For us the invitation is to believe in the outpouring of God’s grace as revealed in Jesus Christ. He draws wine from the water jar and offers it to us if we can open our hearts to a larger world. He offers that wine so that our hearts will open for this is his desire for us. To drink of his wine is to live into a new category: living members of the Christ. Before all else, this is who we are. It can’t be put on a passport or seen in our language or ethnicity. It is a reality that can’t be made to fit into the world’s categories. But it is our reality, and we are reminded of it and nourished from it each time we receive Holy Communion, each time we look with Christ’s eyes on the world, each time we step out and offer our lives to be incarnations of the kingdom of God.

Such a reception of Jesus’ abundant grace may draw us into struggles just as intense and profound as that of the Civil Rights. God knows they are out there. It will help us be open to new categories in our perception. God knows they are needed. But first and always we must take our empty vessels to Jesus and ask that he fill them and transform them so that it is indeed his wine that we are drawing from and that it is his grace that is sustaining our lives.

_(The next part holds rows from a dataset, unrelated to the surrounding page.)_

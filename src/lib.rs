#![doc = include_str!("../README.md")]

// Public modules
pub mod config;
pub mod detector;
pub mod diagnostics;
pub mod edges;
pub mod error;
pub mod image;

// --- High-level re-exports -------------------------------------------------

// Main entry points.
pub use crate::detector::{detect_edges, run_edge_map, EdgeDetector, EdgeParams, Operator};
pub use crate::edges::OutputPolicy;
pub use crate::error::{Error, ShapeError};
pub use crate::image::Grid;

// Report returned by the detector.
pub use crate::diagnostics::EdgeReport;

// --- Prelude ---------------------------------------------------------------

/// Small prelude for quick experiments.
///
/// ```
/// use edge_map::prelude::*;
///
/// let src = Grid::from_rows(&[
///     [0, 0, 100, 100, 100],
///     [0, 0, 100, 100, 100],
///     [0, 0, 100, 100, 100],
///     [0, 0, 100, 100, 100],
///     [0, 0, 100, 100, 100],
/// ])
/// .unwrap();
/// let edges = detect_edges(&src, Operator::Sobel, OutputPolicy::clamp()).unwrap();
/// assert_eq!(edges.get(2, 2), 255);
/// assert_eq!(edges.get(3, 2), 0);
/// ```
pub mod prelude {
    pub use crate::image::Grid;
    pub use crate::{detect_edges, EdgeDetector, EdgeParams, Operator, OutputPolicy};
}
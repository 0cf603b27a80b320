//! Owned single-channel i32 grid in row-major layout (stride == width).
//!
//! Every stage of the edge pipeline allocates one of these for its output.
//! Cells hold intensities, signed gradient components, raw magnitudes, or
//! packed `0xRRGGBB` pixels at the I/O boundary.
use crate::error::ShapeError;
use crate::image::traits::{ImageView, ImageViewMut};
use std::fmt;

#[derive(Clone, Debug, PartialEq, Eq)]
pub struct Grid {
    /// Grid width in cells
    pub w: usize,
    /// Grid height in cells
    pub h: usize,
    /// Number of cells between consecutive rows (equals `w`)
    pub stride: usize,
    /// Backing storage in row-major order
    pub data: Vec<i32>,
}

impl Grid {
    /// Construct a zero-initialized grid of size `w × h`.
    pub fn new(w: usize, h: usize) -> Self {
        Self::filled(w, h, 0)
    }

    /// Construct a grid of size `w × h` with every cell set to `value`.
    pub fn filled(w: usize, h: usize, value: i32) -> Self {
        Self {
            w,
            h,
            stride: w,
            data: vec![value; w * h],
        }
    }

    /// Build a grid from nested rows, rejecting ragged input.
    pub fn from_rows<R: AsRef<[i32]>>(rows: &[R]) -> Result<Self, ShapeError> {
        let h = rows.len();
        let w = rows.first().map_or(0, |r| r.as_ref().len());
        let mut data = Vec::with_capacity(w * h);
        for (y, row) in rows.iter().enumerate() {
            let row = row.as_ref();
            if row.len() != w {
                return Err(ShapeError::Ragged {
                    row: y,
                    expected: w,
                    found: row.len(),
                });
            }
            data.extend_from_slice(row);
        }
        Ok(Self {
            w,
            h,
            stride: w,
            data,
        })
    }

    #[inline]
    /// Convert (x, y) to a linear index into `data`.
    pub fn idx(&self, x: usize, y: usize) -> usize {
        y * self.stride + x
    }
    #[inline]
    /// Get the cell value at (x, y).
    pub fn get(&self, x: usize, y: usize) -> i32 {
        self.data[self.idx(x, y)]
    }
    #[inline]
    /// Set the cell value at (x, y).
    pub fn set(&mut self, x: usize, y: usize, v: i32) {
        let i = self.idx(x, y);
        self.data[i] = v;
    }

    /// `(width, height)` pair, handy for shape comparisons.
    pub fn dims(&self) -> (usize, usize) {
        (self.w, self.h)
    }

    /// Apply `f` to every cell, producing a new grid of the same shape.
    pub fn map(&self, f: impl Fn(i32) -> i32) -> Grid {
        Grid {
            w: self.w,
            h: self.h,
            stride: self.stride,
            data: self.data.iter().map(|&v| f(v)).collect(),
        }
    }
}

impl ImageView for Grid {
    type Pixel = i32;

    #[inline]
    fn width(&self) -> usize {
        self.w
    }
    #[inline]
    fn height(&self) -> usize {
        self.h
    }
    #[inline]
    fn row(&self, y: usize) -> &[i32] {
        let start = y * self.stride;
        &self.data[start..start + self.w]
    }
}

impl ImageViewMut for Grid {
    #[inline]
    fn row_mut(&mut self, y: usize) -> &mut [i32] {
        let start = y * self.stride;
        let end = start + self.w;
        &mut self.data[start..end]
    }
}

/// Text dump: one line per row, cells separated by a single space.
impl fmt::Display for Grid {
    fn fmt(&self, f: &mut fmt::Formatter<'_>) -> fmt::Result {
        for row in self.rows() {
            for (x, v) in row.iter().enumerate() {
                if x > 0 {
                    f.write_str(" ")?;
                }
                write!(f, "{v}")?;
            }
            writeln!(f)?;
        }
        Ok(())
    }
}

#[cfg(test)]
mod tests {
    use super::*;

    #[test]
    fn from_rows_keeps_row_major_order() {
        let g = Grid::from_rows(&[[1, 2, 3], [4, 5, 6]]).unwrap();
        assert_eq!(g.dims(), (3, 2));
        assert_eq!(g.get(2, 0), 3);
        assert_eq!(g.get(0, 1), 4);
        assert_eq!(g.row(1), &[4, 5, 6]);
    }

    #[test]
    fn from_rows_rejects_ragged_input() {
        let rows: Vec<Vec<i32>> = vec![vec![1, 2], vec![3]];
        let err = Grid::from_rows(&rows).unwrap_err();
        assert_eq!(
            err,
            ShapeError::Ragged {
                row: 1,
                expected: 2,
                found: 1
            }
        );
    }

    #[test]
    fn display_dumps_rows() {
        let g = Grid::from_rows(&[[0, 10], [255, 7]]).unwrap();
        assert_eq!(g.to_string(), "0 10\n255 7\n");
    }
}
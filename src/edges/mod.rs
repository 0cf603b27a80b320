//! Edge processing building blocks: padding, gradient kernels, convolution
//! and output normalization.
//!
//! Data flows one way and every stage allocates its own output:
//!
//! raw grid → [`pad`] → [`gradients`] (gx, gy, magnitude, max) → [`normalize`]
//!
//! Design goals
//! - Keep the core channel-agnostic: it only sees single-channel intensities.
//! - Zero padding so every pixel is treated uniformly by the window loop.
//! - Pure functions, safe to call concurrently on different grids.

pub mod grad;
pub mod kernels;
pub mod normalize;
pub mod pad;

/// Per-pixel gradients with rounded magnitude and its maximum.
pub use grad::{convolve, gradients, magnitude, Grad};
pub use kernels::{Kernel, KernelPair, PREWITT, SOBEL};
pub use normalize::{normalize, OutputPolicy, DEFAULT_CEILING};
pub use pad::pad;
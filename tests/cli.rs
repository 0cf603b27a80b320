mod common;

use common::synthetic_image::step_edge;
use edge_map::image::io::{encode, load_grayscale, PixelFormat};
use edge_map::{detect_edges, Operator, OutputPolicy};
use std::path::PathBuf;
use std::process::{Command, Output};

fn scratch_dir(name: &str) -> PathBuf {
    let dir = std::env::temp_dir()
        .join("edge_map_cli_tests")
        .join(format!("{name}_{}", std::process::id()));
    let _ = std::fs::remove_dir_all(&dir);
    std::fs::create_dir_all(&dir).unwrap();
    dir
}

fn edge_map(args: &[&str]) -> Output {
    Command::new(env!("CARGO_BIN_EXE_edge_map"))
        .args(args)
        .output()
        .expect("failed to spawn edge_map")
}

#[test]
fn writes_edge_map_and_exits_zero() {
    let dir = scratch_dir("ok");
    let input = dir.join("step.png");
    let output = dir.join("edges.png");
    let src = step_edge(12, 8, 6, 0, 90);
    encode(&src, PixelFormat::Grayscale, &input).unwrap();

    let out = edge_map(&[
        input.to_str().unwrap(),
        "prewitt",
        "normalize",
        output.to_str().unwrap(),
    ]);
    assert!(out.status.success(), "stderr: {}", String::from_utf8_lossy(&out.stderr));
    let expected =
        detect_edges(&src, Operator::Prewitt, OutputPolicy::normalize_to_max()).unwrap();
    assert_eq!(load_grayscale(&output).unwrap(), expected);
}

#[test]
fn unknown_operator_fails_with_reason() {
    let dir = scratch_dir("bad_op");
    let input = dir.join("in.png");
    encode(&step_edge(4, 4, 2, 0, 50), PixelFormat::Grayscale, &input).unwrap();

    let out = edge_map(&[input.to_str().unwrap(), "canny", "clamp", "out.png"]);
    assert!(!out.status.success());
    assert!(String::from_utf8_lossy(&out.stderr).contains("unknown operator 'canny'"));
}

#[test]
fn missing_input_fails_without_writing_output() {
    let dir = scratch_dir("missing");
    let output = dir.join("edges.png");

    let out = edge_map(&[
        dir.join("absent.png").to_str().unwrap(),
        "sobel",
        "clamp",
        output.to_str().unwrap(),
    ]);
    assert!(!out.status.success());
    let stderr = String::from_utf8_lossy(&out.stderr);
    assert!(stderr.contains("absent.png"), "stderr: {stderr}");
    assert!(!output.exists());
}

#[test]
fn wrong_argument_count_prints_usage() {
    let out = edge_map(&["only-one-arg"]);
    assert!(!out.status.success());
    assert!(String::from_utf8_lossy(&out.stderr).contains("Usage: edge_map"));
}
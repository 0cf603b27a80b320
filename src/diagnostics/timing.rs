use serde::{Deserialize, Serialize};
use std::time::Instant;

/// Wall-clock duration of one pipeline stage.
#[derive(Clone, Debug, Serialize, Deserialize)]
#[serde(rename_all = "camelCase")]
pub struct StageTiming {
    pub label: String,
    pub elapsed_ms: f64,
}

/// Per-stage timings of one detector run, in execution order.
#[derive(Clone, Debug, Default, Serialize, Deserialize)]
#[serde(rename_all = "camelCase")]
pub struct TimingBreakdown {
    pub total_ms: f64,
    pub stages: Vec<StageTiming>,
}

impl TimingBreakdown {
    /// Run `stage`, record its duration under `label` and pass its result through.
    pub fn measure<T>(&mut self, label: &str, stage: impl FnOnce() -> T) -> T {
        let start = Instant::now();
        let out = stage();
        let elapsed_ms = start.elapsed().as_secs_f64() * 1000.0;
        self.stages.push(StageTiming {
            label: label.to_string(),
            elapsed_ms,
        });
        self.total_ms += elapsed_ms;
        out
    }

    pub fn stage_ms(&self, label: &str) -> Option<f64> {
        self.stages
            .iter()
            .find(|s| s.label == label)
            .map(|s| s.elapsed_ms)
    }
}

As members of the Body of Christ we are invited to live constantly into new categories or to challenge the categories of this world with the radical categories of Jesus. It is his concern and he will freely and lovingly fill us in ways expected and unexpected, known and unknown, for it is his very nature to lavish us with grace. And as his people it is our nature to lavish others from that same grace. May it be that we serve the good wine to this world. Amen.